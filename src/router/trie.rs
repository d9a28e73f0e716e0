//! Dispatch trie: the compiled, immutable nested-node structure walked
//! segment by segment at request time.
//!
//! Each node owns a literal-child map, at most one variable child, and the
//! leaf lists keyed by method. Leaf lists accumulate - several handlers
//! may share a path and method and are told apart by their filters during
//! leaf selection, never at insert time.

use std::collections::HashMap;
use std::fmt;
use std::sync::Arc;

use crate::dispatcher::{BoxedHandler, HandlerRequest, RequestFilter};
use crate::spec::{MethodKey, PathSegment};

/// Terminal trie record: the compiled handler plus everything needed to
/// select it and bind its route parameters. Built once at compile time and
/// shared read-only across all requests.
#[derive(Clone)]
pub struct Leaf {
    pub handler: BoxedHandler,
    /// Human-readable endpoint name, e.g. `GET /widgets/{id}`.
    pub endpoint: String,
    pub filter: Option<RequestFilter>,
    /// Route-param name → zero-based index into the split request path.
    pub param_table: Vec<(Arc<str>, usize)>,
}

impl Leaf {
    /// Whether this leaf's filter accepts the request. Leaves without a
    /// filter accept everything.
    #[inline]
    #[must_use]
    pub fn accepts(&self, req: &HandlerRequest) -> bool {
        self.filter.as_ref().map_or(true, |filter| filter(req))
    }
}

impl fmt::Debug for Leaf {
    fn fmt(&self, f: &mut fmt::Formatter<'_>) -> fmt::Result {
        f.debug_struct("Leaf")
            .field("endpoint", &self.endpoint)
            .field("filtered", &self.filter.is_some())
            .field("param_table", &self.param_table)
            .finish()
    }
}

/// One node of the dispatch trie.
#[derive(Clone, Default)]
pub struct TrieNode {
    children: HashMap<String, TrieNode>,
    variable: Option<Box<TrieNode>>,
    leaves: HashMap<MethodKey, Vec<Leaf>>,
}

impl TrieNode {
    /// Descend/create nodes along the segment sequence and append the leaf
    /// at the terminal node. Existing leaves are never overwritten.
    pub(crate) fn insert(&mut self, segments: &[PathSegment], method: MethodKey, leaf: Leaf) {
        match segments.split_first() {
            None => self.leaves.entry(method).or_default().push(leaf),
            Some((PathSegment::Literal(s), rest)) => self
                .children
                .entry(s.clone())
                .or_default()
                .insert(rest, method, leaf),
            Some((PathSegment::Variable(_), rest)) => self
                .variable
                .get_or_insert_with(Default::default)
                .insert(rest, method, leaf),
        }
    }

    /// Consume path segments one at a time: a matching literal child wins
    /// over the variable child, and there is no backtracking - if the
    /// chosen branch dead-ends the walk fails even when the other branch
    /// would have matched.
    pub(crate) fn walk(&self, segments: &[&str]) -> Option<&TrieNode> {
        let mut node = self;
        for segment in segments {
            node = if let Some(child) = node.children.get(*segment) {
                child
            } else if let Some(variable) = &node.variable {
                variable
            } else {
                return None;
            };
        }
        Some(node)
    }

    /// Candidate leaves registered under the given method key.
    #[must_use]
    pub fn leaves_for(&self, key: &MethodKey) -> &[Leaf] {
        self.leaves.get(key).map(Vec::as_slice).unwrap_or(&[])
    }
}

#[cfg(test)]
mod tests {
    use super::*;
    use crate::spec::parse_path;
    use http::Method;

    fn leaf(endpoint: &str) -> Leaf {
        Leaf {
            handler: Arc::new(|_req| {}),
            endpoint: endpoint.to_string(),
            filter: None,
            param_table: Vec::new(),
        }
    }

    fn get() -> MethodKey {
        MethodKey::Method(Method::GET)
    }

    #[test]
    fn test_insert_and_walk_literal() {
        let mut root = TrieNode::default();
        root.insert(&parse_path("/health").unwrap(), get(), leaf("GET /health"));

        let node = root.walk(&["health"]).unwrap();
        assert_eq!(node.leaves_for(&get()).len(), 1);
        assert!(root.walk(&["nope"]).is_none());
    }

    #[test]
    fn test_variable_child_matches_any_segment() {
        let mut root = TrieNode::default();
        root.insert(
            &parse_path("/users/{id}").unwrap(),
            get(),
            leaf("GET /users/{id}"),
        );

        assert!(root.walk(&["users", "123"]).is_some());
        assert!(root.walk(&["users", "abc"]).is_some());
        assert!(root.walk(&["users"]).unwrap().leaves_for(&get()).is_empty());
    }

    #[test]
    fn test_literal_wins_over_variable() {
        let mut root = TrieNode::default();
        root.insert(&parse_path("/w/{id}").unwrap(), get(), leaf("GET /w/{id}"));
        root.insert(&parse_path("/w/all").unwrap(), get(), leaf("GET /w/all"));

        let node = root.walk(&["w", "all"]).unwrap();
        assert_eq!(node.leaves_for(&get())[0].endpoint, "GET /w/all");

        let node = root.walk(&["w", "42"]).unwrap();
        assert_eq!(node.leaves_for(&get())[0].endpoint, "GET /w/{id}");
    }

    #[test]
    fn test_no_backtracking_after_literal_descend() {
        // /a/b dead-ends at depth 2 for a 3-segment request even though
        // /a/{x}/c would structurally match.
        let mut root = TrieNode::default();
        root.insert(&parse_path("/a/{x}/c").unwrap(), get(), leaf("GET /a/{x}/c"));
        root.insert(&parse_path("/a/b").unwrap(), get(), leaf("GET /a/b"));

        assert!(root.walk(&["a", "b", "c"]).is_none());
        assert!(root.walk(&["a", "z", "c"]).is_some());
    }

    #[test]
    fn test_leaf_lists_accumulate() {
        let mut root = TrieNode::default();
        root.insert(&parse_path("/w").unwrap(), get(), leaf("first"));
        root.insert(&parse_path("/w").unwrap(), get(), leaf("second"));

        let node = root.walk(&["w"]).unwrap();
        let leaves = node.leaves_for(&get());
        assert_eq!(leaves.len(), 2);
        assert_eq!(leaves[0].endpoint, "first");
        assert_eq!(leaves[1].endpoint, "second");
    }

    #[test]
    fn test_any_method_leaves_separate_key() {
        let mut root = TrieNode::default();
        root.insert(&parse_path("/w").unwrap(), MethodKey::Any, leaf("* /w"));

        let node = root.walk(&["w"]).unwrap();
        assert!(node.leaves_for(&get()).is_empty());
        assert_eq!(node.leaves_for(&MethodKey::Any).len(), 1);
    }
}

····················

Task to complete: Please write out exactly the lines from the start of the data through the line that contains "#[derive(Clone, Default)]", both ends included, and nothing else.

Task response:
filename src/router/trie.rs
repository d9a28e73f0e716e0
//! Dispatch trie: the compiled, immutable nested-node structure walked
//! segment by segment at request time.
//!
//! Each node owns a literal-child map, at most one variable child, and the
//! leaf lists keyed by method. Leaf lists accumulate - several handlers
//! may share a path and method and are told apart by their filters during
//! leaf selection, never at insert time.

use std::collections::HashMap;
use std::fmt;
use std::sync::Arc;

use crate::dispatcher::{BoxedHandler, HandlerRequest, RequestFilter};
use crate::spec::{MethodKey, PathSegment};

/// Terminal trie record: the compiled handler plus everything needed to
/// select it and bind its route parameters. Built once at compile time and
/// shared read-only across all requests.
#[derive(Clone)]
pub struct Leaf {
    pub handler: BoxedHandler,
    /// Human-readable endpoint name, e.g. `GET /widgets/{id}`.
    pub endpoint: String,
    pub filter: Option<RequestFilter>,
    /// Route-param name → zero-based index into the split request path.
    pub param_table: Vec<(Arc<str>, usize)>,
}

impl Leaf {
    /// Whether this leaf's filter accepts the request. Leaves without a
    /// filter accept everything.
    #[inline]
    #[must_use]
    pub fn accepts(&self, req: &HandlerRequest) -> bool {
        self.filter.as_ref().map_or(true, |filter| filter(req))
    }
}

impl fmt::Debug for Leaf {
    fn fmt(&self, f: &mut fmt::Formatter<'_>) -> fmt::Result {
        f.debug_struct("Leaf")
            .field("endpoint", &self.endpoint)
            .field("filtered", &self.filter.is_some())
            .field("param_table", &self.param_table)
            .finish()
    }
}

/// One node of the dispatch trie.
#[derive(Clone, Default)]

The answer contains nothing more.